It happens in the middle of a grey afternoon, at a park that’s devoid of people because the forecast said “rain, lots of rain”, and he shouldn’t be out here shivering and miserable because it  _ definitely  _ will rain a lot, but he is. He has been walking a mindless loop around the gardens for almost two hours, passing by the bench at least five times before succumbing to the ache in his arches and sinking into the cold hard wood.

There’s little to be said as to why he is spending this afternoon lonely and cold in a public place when he could be spending it in bed with the love of his life, tucked under grey covers and warm. 

The phone in his pocket hasn’t rung since yesterday. His emails remain stubbornly at 517 unreads. His leg hasn’t stopped jiggling ever since he sat down. He’d closed the door and the finals click had immediately filled him with regret.

It feels like waiting on time, watching it from afar as it flows like molasses over everything in his vision – when in reality, he is waiting on two phone calls.

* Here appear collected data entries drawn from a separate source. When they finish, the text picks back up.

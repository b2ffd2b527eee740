//! Loading [`ScenarioParams`] from JSON documents.
//!
//! Missing fields fall back to the classic defaults, so `{}` is the
//! four-machine, one-repairman scenario. Unknown fields are an error.

use std::fs;
use std::path::Path;

use repairman_core::scenario::ScenarioParams;

use crate::error::ExperimentError;

pub fn load_params(path: impl AsRef<Path>) -> Result<ScenarioParams, ExperimentError> {
    let path = path.as_ref();
    let text = fs::read_to_string(path).map_err(|source| ExperimentError::ConfigRead {
        path: path.to_path_buf(),
        source,
    })?;
    serde_json::from_str(&text).map_err(|source| ExperimentError::ConfigParse {
        path: path.to_path_buf(),
        source,
    })
}
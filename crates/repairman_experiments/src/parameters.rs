//! Parameter variation framework for repairman experiments.
//!
//! A [`ParameterSpace`] lists the values to explore for each dimension
//! (failure rate, repair rate, machine count, repairman count) on top of a base
//! [`ScenarioParams`]. [`ParameterSpace::generate`] expands the full grid and
//! [`ParameterSpace::sample_random`] draws a Monte Carlo subset. Every
//! combination is repeated `replications` times with distinct seeds.

use repairman_core::scenario::ScenarioParams;

mod combinations;
mod sampling;


/// Multiplier used to spread experiment ids over the seed space.
const SEED_STRIDE: u64 = 0x9e37_79b9;

/// One runnable configuration: scenario params plus its identity and seed.
#[derive(Debug, Clone, PartialEq, serde::Serialize)]
pub struct ParameterSet {
    pub params: ScenarioParams,
    /// Shared by all replications of the same combination.
    pub experiment_id: String,
    /// Replication index within the experiment.
    pub run_id: usize,
    pub seed: u64,
}

impl ParameterSet {
    pub fn new(params: ScenarioParams, experiment_id: String, run_id: usize, seed: u64) -> Self {
        Self {
            params,
            experiment_id,
            run_id,
            seed,
        }
    }

    /// Get the scenario params with seed applied.
    pub fn scenario_params(&self) -> ScenarioParams {
        let mut params = self.params.clone();
        params.seed = Some(self.seed);
        params
    }
}

pub(crate) fn replication_seed(base: u64, run_id: usize) -> u64 {
    base.wrapping_mul(SEED_STRIDE).wrapping_add(run_id as u64)
}

/// Defines a parameter space for exploration.
#[derive(Debug, Clone)]
pub struct ParameterSpace {
    /// Base parameters (used for every dimension left empty).
    base: ScenarioParams,
    failure_rates: Vec<f64>,
    repair_rates: Vec<f64>,
    num_machines: Vec<usize>,
    num_repairmen: Vec<usize>,
    replications: usize,
    base_seed: u64,
}

impl ParameterSpace {
    /// Create a new parameter space with default base parameters.
    pub fn new() -> Self {
        Self {
            base: ScenarioParams::default(),
            failure_rates: vec![],
            repair_rates: vec![],
            num_machines: vec![],
            num_repairmen: vec![],
            replications: 1,
            base_seed: 0,
        }
    }

    /// Create a new parameter space for grid search.
    pub fn grid() -> Self {
        Self::new()
    }

    /// Set the base parameters that unspecified dimensions fall back to.
    pub fn with_base(mut self, base: ScenarioParams) -> Self {
        self.base = base;
        self
    }

    pub fn failure_rate(mut self, rates: Vec<f64>) -> Self {
        self.failure_rates = rates;
        self
    }

    pub fn repair_rate(mut self, rates: Vec<f64>) -> Self {
        self.repair_rates = rates;
        self
    }

    pub fn num_machines(mut self, counts: Vec<usize>) -> Self {
        self.num_machines = counts;
        self
    }

    pub fn num_repairmen(mut self, counts: Vec<usize>) -> Self {
        self.num_repairmen = counts;
        self
    }

    /// Number of independently seeded runs per combination (at least 1).
    pub fn replications(mut self, count: usize) -> Self {
        self.replications = count.max(1);
        self
    }

    /// Shift every generated seed so separate studies draw different streams.
    pub fn base_seed(mut self, seed: u64) -> Self {
        self.base_seed = seed;
        self
    }

    pub fn base(&self) -> &ScenarioParams {
        &self.base
    }

    pub fn replication_count(&self) -> usize {
        self.replications
    }

    /// Generate every combination (Cartesian product), each replicated.
    pub fn generate(&self) -> Vec<ParameterSet> {
        combinations::ParameterVariations::from_space(self)
            .generate_combinations()
            .enumerate()
            .flat_map(|(experiment_id, combo)| {
                let params = combo.apply_to(&self.base);
                (0..self.replications).map(move |run_id| {
                    ParameterSet::new(
                        params.clone(),
                        format!("exp_{experiment_id}"),
                        run_id,
                        replication_seed(self.base_seed.wrapping_add(experiment_id as u64), run_id),
                    )
                })
            })
            .collect()
    }
}

impl Default for ParameterSpace {
    fn default() -> Self {
        Self::new()
    }
}
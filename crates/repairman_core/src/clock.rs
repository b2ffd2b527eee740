use std::cmp::Ordering;
use std::collections::BinaryHeap;

use bevy_ecs::prelude::{Entity, Resource};

/// What happens when an event fires, and to whom.
#[derive(Debug, Clone, Copy, PartialEq, Eq, Hash)]
pub enum EventKind {
    /// The operational machine breaks down.
    MachineFailure(Entity),
    /// The repairman finishes the machine it is assigned to.
    RepairCompleted(Entity),
}

impl EventKind {
    pub fn subject(&self) -> Entity {
        match *self {
            EventKind::MachineFailure(entity) | EventKind::RepairCompleted(entity) => entity,
        }
    }

    pub fn label(&self) -> &'static str {
        match self {
            EventKind::MachineFailure(_) => "MachineFailure",
            EventKind::RepairCompleted(_) => "RepairCompleted",
        }
    }
}

/// A pending event. `seq` is the scheduling order and breaks timestamp ties,
/// so events at the same instant pop first-scheduled first.
#[derive(Debug, Clone, Copy)]
pub struct Event {
    pub timestamp: f64,
    pub seq: u64,
    pub kind: EventKind,
}

impl Ord for Event {
    fn cmp(&self, other: &Self) -> Ordering {
        // Reverse ordering to make BinaryHeap a min-heap by timestamp.
        other
            .timestamp
            .total_cmp(&self.timestamp)
            .then_with(|| other.seq.cmp(&self.seq))
    }
}

impl PartialOrd for Event {
    fn partial_cmp(&self, other: &Self) -> Option<Ordering> {
        Some(self.cmp(other))
    }
}

impl PartialEq for Event {
    fn eq(&self, other: &Self) -> bool {
        self.cmp(other) == Ordering::Equal
    }
}

impl Eq for Event {}

/// The event being processed by the current step.
#[derive(Debug, Clone, Copy, Resource)]
pub struct CurrentEvent(pub Event);

/// Simulation time plus the queue of pending events.
#[derive(Debug, Default, Resource)]
pub struct SimulationClock {
    now: f64,
    next_seq: u64,
    events: BinaryHeap<Event>,
}

impl SimulationClock {
    pub fn now(&self) -> f64 {
        self.now
    }

    /// Schedule an event at an absolute simulation time.
    pub fn schedule_at(&mut self, timestamp: f64, kind: EventKind) {
        debug_assert!(
            timestamp >= self.now,
            "event timestamp must be >= current time"
        );
        let seq = self.next_seq;
        self.next_seq += 1;
        self.events.push(Event {
            timestamp,
            seq,
            kind,
        });
    }

    /// Schedule an event `delay` time units from now.
    pub fn schedule_in(&mut self, delay: f64, kind: EventKind) -> f64 {
        let at = self.now + delay;
        self.schedule_at(at, kind);
        at
    }

    /// Remove the earliest event and advance `now` to its timestamp.
    pub fn pop_next(&mut self) -> Option<Event> {
        let event = self.events.pop()?;
        self.now = event.timestamp;
        Some(event)
    }

    pub fn next_event_time(&self) -> Option<f64> {
        self.events.peek().map(|e| e.timestamp)
    }

    /// Pending events in no particular order.
    pub fn pending(&self) -> impl Iterator<Item = &Event> {
        self.events.iter()
    }

    pub fn pending_len(&self) -> usize {
        self.events.len()
    }

    pub fn is_empty(&self) -> bool {
        self.events.is_empty()
    }
}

Both of which, he’s not even sure he’s ever going to get. 

Bar that – it feels like waiting for Godot. There is no impending relief in the horizon for Scott Moir. 

What’s waiting for Scott Moir is a choice – to go on or to stop, simply. But for now, Scott Moir chooses to sit on this bench, waiting for at least a drizzle to tell him to move. 

And it is as he’s contemplating the long drive that he hears it.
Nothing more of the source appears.